** WHAT THE TASK REQUIRES **
Your answer should consist of each line below that contains the string "most".

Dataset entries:
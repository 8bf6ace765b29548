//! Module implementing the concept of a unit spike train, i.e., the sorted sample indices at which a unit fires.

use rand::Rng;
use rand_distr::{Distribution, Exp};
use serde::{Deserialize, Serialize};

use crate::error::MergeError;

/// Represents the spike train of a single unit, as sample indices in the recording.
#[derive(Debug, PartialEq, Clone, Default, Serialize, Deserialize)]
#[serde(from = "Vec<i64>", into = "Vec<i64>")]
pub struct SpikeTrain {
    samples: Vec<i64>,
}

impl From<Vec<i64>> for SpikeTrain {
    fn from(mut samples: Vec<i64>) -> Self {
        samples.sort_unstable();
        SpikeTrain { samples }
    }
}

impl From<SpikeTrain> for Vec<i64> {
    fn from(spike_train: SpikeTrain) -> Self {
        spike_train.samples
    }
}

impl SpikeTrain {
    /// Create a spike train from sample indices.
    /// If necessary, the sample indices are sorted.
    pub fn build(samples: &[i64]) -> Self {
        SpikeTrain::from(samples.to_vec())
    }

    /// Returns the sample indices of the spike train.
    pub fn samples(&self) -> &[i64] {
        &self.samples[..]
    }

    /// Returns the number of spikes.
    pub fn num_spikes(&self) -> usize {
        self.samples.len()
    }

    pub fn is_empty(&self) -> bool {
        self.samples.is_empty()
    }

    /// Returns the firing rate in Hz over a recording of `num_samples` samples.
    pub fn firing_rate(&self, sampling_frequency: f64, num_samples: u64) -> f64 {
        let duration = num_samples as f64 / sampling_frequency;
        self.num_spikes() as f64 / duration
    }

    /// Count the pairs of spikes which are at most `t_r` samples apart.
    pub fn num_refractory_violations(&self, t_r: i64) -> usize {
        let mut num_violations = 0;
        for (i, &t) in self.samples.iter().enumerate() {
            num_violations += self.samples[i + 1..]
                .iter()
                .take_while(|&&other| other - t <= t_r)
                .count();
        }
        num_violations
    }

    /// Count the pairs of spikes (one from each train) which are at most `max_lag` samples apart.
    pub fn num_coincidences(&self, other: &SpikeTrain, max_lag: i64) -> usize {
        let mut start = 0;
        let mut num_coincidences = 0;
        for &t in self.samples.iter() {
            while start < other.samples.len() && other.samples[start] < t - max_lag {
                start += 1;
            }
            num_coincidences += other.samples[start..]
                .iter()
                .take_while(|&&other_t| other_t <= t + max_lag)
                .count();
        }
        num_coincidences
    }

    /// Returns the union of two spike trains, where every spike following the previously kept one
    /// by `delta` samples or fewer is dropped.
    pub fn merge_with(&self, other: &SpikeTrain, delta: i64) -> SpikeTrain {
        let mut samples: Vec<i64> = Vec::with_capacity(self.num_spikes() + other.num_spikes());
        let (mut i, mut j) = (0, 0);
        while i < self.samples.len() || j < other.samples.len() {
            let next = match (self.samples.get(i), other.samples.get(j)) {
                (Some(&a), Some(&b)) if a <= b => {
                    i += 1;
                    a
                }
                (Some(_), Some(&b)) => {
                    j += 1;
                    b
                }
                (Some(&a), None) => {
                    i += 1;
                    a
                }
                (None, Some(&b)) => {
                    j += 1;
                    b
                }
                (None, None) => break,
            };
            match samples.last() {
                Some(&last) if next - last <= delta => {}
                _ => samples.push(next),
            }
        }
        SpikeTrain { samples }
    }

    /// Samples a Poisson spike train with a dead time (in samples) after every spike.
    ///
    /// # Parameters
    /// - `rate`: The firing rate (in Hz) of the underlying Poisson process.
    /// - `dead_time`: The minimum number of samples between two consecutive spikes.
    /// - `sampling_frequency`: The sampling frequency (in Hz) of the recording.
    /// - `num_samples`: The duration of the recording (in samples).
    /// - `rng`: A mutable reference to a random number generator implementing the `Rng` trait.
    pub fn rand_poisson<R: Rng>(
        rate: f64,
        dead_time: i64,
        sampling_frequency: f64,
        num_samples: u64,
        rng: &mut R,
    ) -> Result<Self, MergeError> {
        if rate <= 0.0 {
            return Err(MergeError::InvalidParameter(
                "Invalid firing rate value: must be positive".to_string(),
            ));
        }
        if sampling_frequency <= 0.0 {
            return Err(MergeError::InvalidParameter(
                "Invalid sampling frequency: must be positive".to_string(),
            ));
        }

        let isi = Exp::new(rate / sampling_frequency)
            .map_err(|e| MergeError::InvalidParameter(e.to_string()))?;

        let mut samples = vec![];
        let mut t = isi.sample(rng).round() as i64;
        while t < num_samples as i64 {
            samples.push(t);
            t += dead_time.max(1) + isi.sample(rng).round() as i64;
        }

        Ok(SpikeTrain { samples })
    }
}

** COMPLETED TASK **
    /// Count the pairs of spikes which are at most `t_r` samples apart.
    /// Count the pairs of spikes (one from each train) which are at most `max_lag` samples apart.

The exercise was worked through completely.